Sulfur-doped graphene-based ophthalmic electrochemical sensor, preparation method and application thereof, and myopia monitoring device

Technical Field

The invention relates to the technical field of research and development of ophthalmic diagnosis and treatment devices, in particular to an ophthalmic electrochemical sensor based on sulfur-doped graphene, a preparation method and application thereof and a myopia monitoring device.

Background

Myopia is regarded as a national disease in China, and the current myopia population in China exceeds 4.5 hundred million, and almost every three people are near-sighted. The incidence rate of myopia in the young of China is the first in the world. Myopia is an irreversible refractive error, the pathogenesis of which is currently unknown, which presents a great challenge for early prevention and monitoring of myopia. Tear fluid is a transparent liquid secreted by the lacrimal gland and has a complex composition. The normal tear secretion has a plurality of functions such as barrier, bacteriostasis, sterilization, immunoregulation and the like. The components of tears often have a close relationship with certain metabolites in the blood. It has been found that changes in tear composition are often a sign of many ocular diseases, even systemic diseases. For example, changes in glucose levels in tears are associated with the development of diabetes, nucleotide levels in tears are associated with cataracts, and changes in dopamine levels in tears are also closely associated with the development of myopia. Dopamine is an important hormonal and neurotransmission substance that helps cells deliver pulsed chemicals. Previous studies have found that dopamine is one of the major neuroactive substances in the vertebrate retina, and plays a dominant role in the formation of form deprived myopia and lens-induced refractive error.

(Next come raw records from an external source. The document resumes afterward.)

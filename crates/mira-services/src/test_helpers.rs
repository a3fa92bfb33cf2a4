//! In-memory doubles for repositories and external collaborators.
//!
//! Enabled for this crate's tests and, through the `test-helpers` feature,
//! for dependent crates' tests.

use async_trait::async_trait;
use chrono::{Duration, Utc};
use serde_json::{json, Value};
use std::collections::{HashMap, VecDeque};
use std::sync::atomic::{AtomicBool, AtomicUsize, Ordering};
use std::sync::{Mutex, MutexGuard, PoisonError};
use uuid::Uuid;

use mira_core::models::{
    normalize_email, AuditLogEntry, Document, LoginToken, NewAuditLogEntry, NewDocument,
    Principal, Role, SecretRecord, SecretScope, Tenant, ACTION_UPLOAD_DOCUMENT,
};
use mira_core::{AppError, EncryptionService};
use mira_db::{
    AuditRepositoryTrait, DocumentRepositoryTrait, LoginTokenRepositoryTrait,
    PrincipalRepositoryTrait, SecretRepositoryTrait,
};

use crate::auth::Mailer;
use crate::providers::{
    parse_board_ref, BoardCard, BoardClient, BoardData, BoardError, BoardList, BoardSummary,
    CardUpdate, ChatRequest, ChatResponse, ContentBlock, EmbeddingProvider, LlmProvider, NewCard,
    ProviderError,
};

fn lock<T>(mutex: &Mutex<T>) -> MutexGuard<'_, T> {
    mutex.lock().unwrap_or_else(PoisonError::into_inner)
}

/// Cipher with a fixed key.
pub fn test_cipher() -> EncryptionService {
    match EncryptionService::from_key_bytes(b"01234567890123456789012345678901") {
        Ok(cipher) => cipher,
        Err(e) => panic!("fixed test key rejected: {}", e),
    }
}

/// A principal of `tenant_id` that exists only in memory.
pub fn principal_in(tenant_id: Uuid, role: Role) -> Principal {
    let id = Uuid::new_v4();
    Principal {
        id,
        email: format!("{}@example.com", id.simple()),
        tenant_id,
        role,
        created_at: Utc::now(),
    }
}

// ---------------------------------------------------------------------------
// Repositories
// ---------------------------------------------------------------------------

#[derive(Default)]
pub struct InMemorySecretRepository {
    rows: Mutex<HashMap<(SecretScope, String), SecretRecord>>,
    fail_reads: AtomicBool,
}

impl InMemorySecretRepository {
    pub fn row_count(&self) -> usize {
        lock(&self.rows).len()
    }

    /// Stored ciphertext.
    pub fn raw_value(&self, scope: SecretScope, key_name: &str) -> Option<String> {
        lock(&self.rows)
            .get(&(scope, key_name.to_string()))
            .map(|r| r.encrypted_value.clone())
    }

    /// Make every read fail as if the database were unreachable.
    pub fn fail_reads(&self, fail: bool) {
        self.fail_reads.store(fail, Ordering::SeqCst);
    }
}

#[async_trait]
impl SecretRepositoryTrait for InMemorySecretRepository {
    async fn upsert(
        &self,
        scope: SecretScope,
        key_name: &str,
        encrypted_value: &str,
    ) -> Result<SecretRecord, AppError> {
        let now = Utc::now();
        let mut rows = lock(&self.rows);
        let record = rows
            .entry((scope, key_name.to_string()))
            .and_modify(|r| {
                r.encrypted_value = encrypted_value.to_string();
                r.updated_at = now;
            })
            .or_insert_with(|| SecretRecord {
                id: Uuid::new_v4(),
                owner_id: scope.owner_id(),
                key_name: key_name.to_string(),
                encrypted_value: encrypted_value.to_string(),
                created_at: now,
                updated_at: now,
            });
        Ok(record.clone())
    }

    async fn get(
        &self,
        scope: SecretScope,
        key_name: &str,
    ) -> Result<Option<SecretRecord>, AppError> {
        if self.fail_reads.load(Ordering::SeqCst) {
            return Err(AppError::Internal("secret store unreachable".to_string()));
        }
        Ok(lock(&self.rows).get(&(scope, key_name.to_string())).cloned())
    }
}

#[derive(Default)]
pub struct InMemoryPrincipalRepository {
    tenants: Mutex<Vec<Tenant>>,
    principals: Mutex<Vec<Principal>>,
}

impl InMemoryPrincipalRepository {
    pub fn tenant_name(&self, tenant_id: Uuid) -> Option<String> {
        lock(&self.tenants)
            .iter()
            .find(|t| t.id == tenant_id)
            .map(|t| t.name.clone())
    }

    fn tenant_for(&self, company_name: &str, domain: Option<&str>) -> Uuid {
        let mut tenants = lock(&self.tenants);
        if let Some(domain) = domain {
            if let Some(t) = tenants.iter().find(|t| t.domain.as_deref() == Some(domain)) {
                return t.id;
            }
        }
        if let Some(t) = tenants.iter_mut().find(|t| t.name == company_name) {
            if t.domain.is_none() {
                t.domain = domain.map(str::to_string);
            }
            return t.id;
        }
        let tenant = Tenant {
            id: Uuid::new_v4(),
            name: company_name.to_string(),
            domain: domain.map(str::to_string),
            created_at: Utc::now(),
        };
        let id = tenant.id;
        tenants.push(tenant);
        id
    }
}

#[async_trait]
impl PrincipalRepositoryTrait for InMemoryPrincipalRepository {
    async fn get(&self, id: Uuid) -> Result<Option<Principal>, AppError> {
        Ok(lock(&self.principals).iter().find(|p| p.id == id).cloned())
    }

    async fn find_by_email(&self, email: &str) -> Result<Option<Principal>, AppError> {
        let email = normalize_email(email);
        Ok(lock(&self.principals)
            .iter()
            .find(|p| p.email == email)
            .cloned())
    }

    async fn get_or_create(
        &self,
        email: &str,
        company_name: &str,
        domain: Option<&str>,
    ) -> Result<Principal, AppError> {
        if let Some(existing) = self.find_by_email(email).await? {
            return Ok(existing);
        }
        let tenant_id = self.tenant_for(company_name, domain);
        let mut principals = lock(&self.principals);
        let members = principals.iter().filter(|p| p.tenant_id == tenant_id).count();
        let principal = Principal {
            id: Uuid::new_v4(),
            email: normalize_email(email),
            tenant_id,
            role: Role::for_new_member(members as i64),
            created_at: Utc::now(),
        };
        principals.push(principal.clone());
        Ok(principal)
    }

    async fn set_role(&self, id: Uuid, role: Role) -> Result<Principal, AppError> {
        let mut principals = lock(&self.principals);
        let principal = principals
            .iter_mut()
            .find(|p| p.id == id)
            .ok_or_else(|| AppError::NotFound(format!("user {}", id)))?;
        principal.role = role;
        Ok(principal.clone())
    }
}

#[derive(Default)]
pub struct InMemoryLoginTokenRepository {
    tokens: Mutex<Vec<LoginToken>>,
}

impl InMemoryLoginTokenRepository {
    /// Move every token's expiry into the past.
    pub fn expire_all(&self) {
        let past = Utc::now() - Duration::minutes(1);
        for token in lock(&self.tokens).iter_mut() {
            token.expires_at = past;
        }
    }

    pub fn hashes(&self) -> Vec<String> {
        lock(&self.tokens).iter().map(|t| t.token_hash.clone()).collect()
    }
}

#[async_trait]
impl LoginTokenRepositoryTrait for InMemoryLoginTokenRepository {
    async fn create(
        &self,
        user_id: Uuid,
        token_hash: &str,
        expires_at: chrono::DateTime<Utc>,
    ) -> Result<(), AppError> {
        lock(&self.tokens).push(LoginToken {
            id: Uuid::new_v4(),
            user_id,
            token_hash: token_hash.to_string(),
            expires_at,
            used_at: None,
            created_at: Utc::now(),
        });
        Ok(())
    }

    async fn consume(&self, token_hash: &str) -> Result<Option<Uuid>, AppError> {
        let now = Utc::now();
        let mut tokens = lock(&self.tokens);
        Ok(tokens
            .iter_mut()
            .find(|t| t.token_hash == token_hash && t.is_consumable(now))
            .map(|t| {
                t.used_at = Some(now);
                t.user_id
            }))
    }
}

Therefore, the ocular biosensor with high sensitivity is designed based on tears and is used for monitoring the change of the concentration of dopamine in tears in real time, is hopeful to provide a simple, efficient and noninvasive clinical thought and technical means for early prevention and monitoring of myopia and provides a possible mechanism explanation for the occurrence of myopia. On the other hand, the content of the active ingredient in the tear fluid is very rare relative to that in the blood. For example, the content of dopamine in tears is less than one tenth that in serum, but the content of major interferents such as ascorbic acid, urea, etc. is the same. Thus, the sensitivity and selectivity requirements for tear biosensors are necessarily very high, which is also currently one of the most important factors restricting the popularity of ophthalmic biosensors.

Disclosure of Invention

Aiming at the problems that high-efficiency real-time monitoring, early prevention and the like cannot be realized for serious eye diseases such as myopia and the like, the invention provides the sulfur-doped graphene-based eye electrochemical sensor, the preparation method and the application thereof and the myopia monitoring device, which can monitor the concentration change of important components in tears such as dopamine and the like and the obtained change condition of the degree of myopia of a person in real time, thereby establishing the linear relation between the degree of myopia of the person and the output current of the eye sensor and providing a new thought for real-time monitoring and early prevention of myopia.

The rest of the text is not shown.